## AIM OF THE EXERCISE
All that is needed is the listing, transcribed exactly and in full.

*** Opening SUPPLIED RECORDS ***

use serde::{Deserialize, Serialize};

use crate::chat::AnalysisBackend;
use crate::error::{Error, Result};

pub const DEFAULT_MODEL: &str = "gemini-2.0-flash";
pub const DEFAULT_ENDPOINT: &str = "https://generativelanguage.googleapis.com/v1beta";

/// Stand-in reply when the API answers 200 but carries no candidate text.
const FALLBACK_REPLY: &str = "Sorry, I couldn't process that request.";

/// Connection settings for the Gemini `generateContent` API.
///
/// Threaded explicitly from `main` into the server state; nothing reads the
/// key from a global.
#[derive(Debug, Clone)]
pub struct GeminiConfig {
    pub api_key: String,
    pub model: String,
    pub endpoint: String,
}

impl GeminiConfig {
    pub fn new(api_key: impl Into<String>) -> Self {
        GeminiConfig {
            api_key: api_key.into(),
            model: DEFAULT_MODEL.to_string(),
            endpoint: DEFAULT_ENDPOINT.to_string(),
        }
    }

    /// Read the configuration from `GEMINI_API_KEY`, `GEMINI_MODEL` and
    /// `GEMINI_ENDPOINT`. Only the key is required.
    pub fn from_env() -> Result<Self> {
        let api_key = std::env::var("GEMINI_API_KEY")
            .map_err(|_| Error::Config("GEMINI_API_KEY is not set".to_string()))?;
        let mut config = GeminiConfig::new(api_key);
        if let Ok(model) = std::env::var("GEMINI_MODEL") {
            config.model = model;
        }
        if let Ok(endpoint) = std::env::var("GEMINI_ENDPOINT") {
            config.endpoint = endpoint;
        }
        Ok(config)
    }

    fn url(&self) -> String {
        format!(
            "{}/models/{}:generateContent",
            self.endpoint.trim_end_matches('/'),
            self.model
        )
    }
}

/// Client for the Gemini `generateContent` endpoint.
pub struct GeminiClient {
    http: reqwest::Client,
    config: GeminiConfig,
}

#[derive(Serialize)]
struct GenerateRequest<'a> {
    contents: Vec<Content<'a>>,
    #[serde(rename = "generationConfig")]
    generation_config: GenerationConfig,
}

#[derive(Serialize)]
struct Content<'a> {
    role: &'a str,
    parts: Vec<Part<'a>>,
}

#[derive(Serialize)]
struct Part<'a> {
    text: &'a str,
}

#[derive(Serialize)]
#[serde(rename_all = "camelCase")]
struct GenerationConfig {
    temperature: f32,
    max_output_tokens: u32,
}

#[derive(Deserialize)]
struct GenerateResponse {
    #[serde(default)]
    candidates: Vec<Candidate>,
}

#[derive(Deserialize)]
struct Candidate {
    content: Option<ResponseContent>,
}

#[derive(Deserialize)]
struct ResponseContent {
    #[serde(default)]
    parts: Vec<ResponsePart>,
}

#[derive(Deserialize)]
struct ResponsePart {
    text: Option<String>,
}

#[derive(Deserialize)]
struct ApiErrorBody {
    error: Option<ApiErrorDetail>,
}

#[derive(Deserialize)]
struct ApiErrorDetail {
    message: String,
}

impl GeminiClient {
    pub fn new(config: GeminiConfig) -> Self {
        GeminiClient {
            http: reqwest::Client::new(),
            config,
        }
    }

    /// Issue one single-turn request and return the raw reply text.
    ///
    /// Non-success statuses become [`Error::Api`] carrying the status code
    /// and the error message from the response body when one is present.
    async fn generate_content(&self, prompt: &str) -> Result<String> {
        let request = GenerateRequest {
            contents: vec![Content {
                role: "user",
                parts: vec![Part { text: prompt }],
            }],
            generation_config: GenerationConfig {
                temperature: 0.2,
                max_output_tokens: 2048,
            },
        };

        let response = self
            .http
            .post(self.config.url())
            .query(&[("key", self.config.api_key.as_str())])
            .json(&request)
            .send()
            .await?;

        let status = response.status();
        if !status.is_success() {
            let message = response
                .json::<ApiErrorBody>()
                .await
                .ok()
                .and_then(|body| body.error)
                .map(|detail| detail.message)
                .unwrap_or_else(|| "Unknown error".to_string());
            return Err(Error::Api {
                status: status.as_u16(),
                message,
            });
        }

        let body: GenerateResponse = response.json().await?;
        Ok(reply_text(body))
    }
}

impl AnalysisBackend for GeminiClient {
    fn generate(&self, prompt: &str) -> impl Future<Output = Result<String>> + Send {
        self.generate_content(prompt)
    }
}

fn reply_text(body: GenerateResponse) -> String {
    body.candidates
        .into_iter()
        .next()
        .and_then(|candidate| candidate.content)
        .and_then(|content| content.parts.into_iter().next())
        .and_then(|part| part.text)
        .unwrap_or_else(|| FALLBACK_REPLY.to_string())
}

*** Closing SUPPLIED RECORDS ***

## ANSWER TO THE EXERCISE
use serde::{Deserialize, Serialize};

use crate::chat::AnalysisBackend;
use crate::error::{Error, Result};

pub const DEFAULT_MODEL: &str = "gemini-2.0-flash";
pub const DEFAULT_ENDPOINT: &str = "https://generativelanguage.googleapis.com/v1beta";

/// Stand-in reply when the API answers 200 but carries no candidate text.
const FALLBACK_REPLY: &str = "Sorry, I couldn't process that request.";

/// Connection settings for the Gemini `generateContent` API.
///
/// Threaded explicitly from `main` into the server state; nothing reads the
/// key from a global.
#[derive(Debug, Clone)]
pub struct GeminiConfig {
    pub api_key: String,
    pub model: String,
    pub endpoint: String,
}

impl GeminiConfig {
    pub fn new(api_key: impl Into<String>) -> Self {
        GeminiConfig {
            api_key: api_key.into(),
            model: DEFAULT_MODEL.to_string(),
            endpoint: DEFAULT_ENDPOINT.to_string(),
        }
    }

    /// Read the configuration from `GEMINI_API_KEY`, `GEMINI_MODEL` and
    /// `GEMINI_ENDPOINT`. Only the key is required.
    pub fn from_env() -> Result<Self> {
        let api_key = std::env::var("GEMINI_API_KEY")
            .map_err(|_| Error::Config("GEMINI_API_KEY is not set".to_string()))?;
        let mut config = GeminiConfig::new(api_key);
        if let Ok(model) = std::env::var("GEMINI_MODEL") {
            config.model = model;
        }
        if let Ok(endpoint) = std::env::var("GEMINI_ENDPOINT") {
            config.endpoint = endpoint;
        }
        Ok(config)
    }

    fn url(&self) -> String {
        format!(
            "{}/models/{}:generateContent",
            self.endpoint.trim_end_matches('/'),
            self.model
        )
    }
}

/// Client for the Gemini `generateContent` endpoint.
pub struct GeminiClient {
    http: reqwest::Client,
    config: GeminiConfig,
}

#[derive(Serialize)]
struct GenerateRequest<'a> {
    contents: Vec<Content<'a>>,
    #[serde(rename = "generationConfig")]
    generation_config: GenerationConfig,
}

#[derive(Serialize)]
struct Content<'a> {
    role: &'a str,
    parts: Vec<Part<'a>>,
}

#[derive(Serialize)]
struct Part<'a> {
    text: &'a str,
}

#[derive(Serialize)]
#[serde(rename_all = "camelCase")]
struct GenerationConfig {
    temperature: f32,
    max_output_tokens: u32,
}

#[derive(Deserialize)]
struct GenerateResponse {
    #[serde(default)]
    candidates: Vec<Candidate>,
}

#[derive(Deserialize)]
struct Candidate {
    content: Option<ResponseContent>,
}

#[derive(Deserialize)]
struct ResponseContent {
    #[serde(default)]
    parts: Vec<ResponsePart>,
}

#[derive(Deserialize)]
struct ResponsePart {
    text: Option<String>,
}

#[derive(Deserialize)]
struct ApiErrorBody {
    error: Option<ApiErrorDetail>,
}

#[derive(Deserialize)]
struct ApiErrorDetail {
    message: String,
}

impl GeminiClient {
    pub fn new(config: GeminiConfig) -> Self {
        GeminiClient {
            http: reqwest::Client::new(),
            config,
        }
    }

    /// Issue one single-turn request and return the raw reply text.
    ///
    /// Non-success statuses become [`Error::Api`] carrying the status code
    /// and the error message from the response body when one is present.
    async fn generate_content(&self, prompt: &str) -> Result<String> {
        let request = GenerateRequest {
            contents: vec![Content {
                role: "user",
                parts: vec![Part { text: prompt }],
            }],
            generation_config: GenerationConfig {
                temperature: 0.2,
                max_output_tokens: 2048,
            },
        };

        let response = self
            .http
            .post(self.config.url())
            .query(&[("key", self.config.api_key.as_str())])
            .json(&request)
            .send()
            .await?;

        let status = response.status();
        if !status.is_success() {
            let message = response
                .json::<ApiErrorBody>()
                .await
                .ok()
                .and_then(|body| body.error)
                .map(|detail| detail.message)
                .unwrap_or_else(|| "Unknown error".to_string());
            return Err(Error::Api {
                status: status.as_u16(),
                message,
            });
        }

        let body: GenerateResponse = response.json().await?;
        Ok(reply_text(body))
    }
}

impl AnalysisBackend for GeminiClient {
    fn generate(&self, prompt: &str) -> impl Future<Output = Result<String>> + Send {
        self.generate_content(prompt)
    }
}

fn reply_text(body: GenerateResponse) -> String {
    body.candidates
        .into_iter()
        .next()
        .and_then(|candidate| candidate.content)
        .and_then(|content| content.parts.into_iter().next())
        .and_then(|part| part.text)
        .unwrap_or_else(|| FALLBACK_REPLY.to_string())
}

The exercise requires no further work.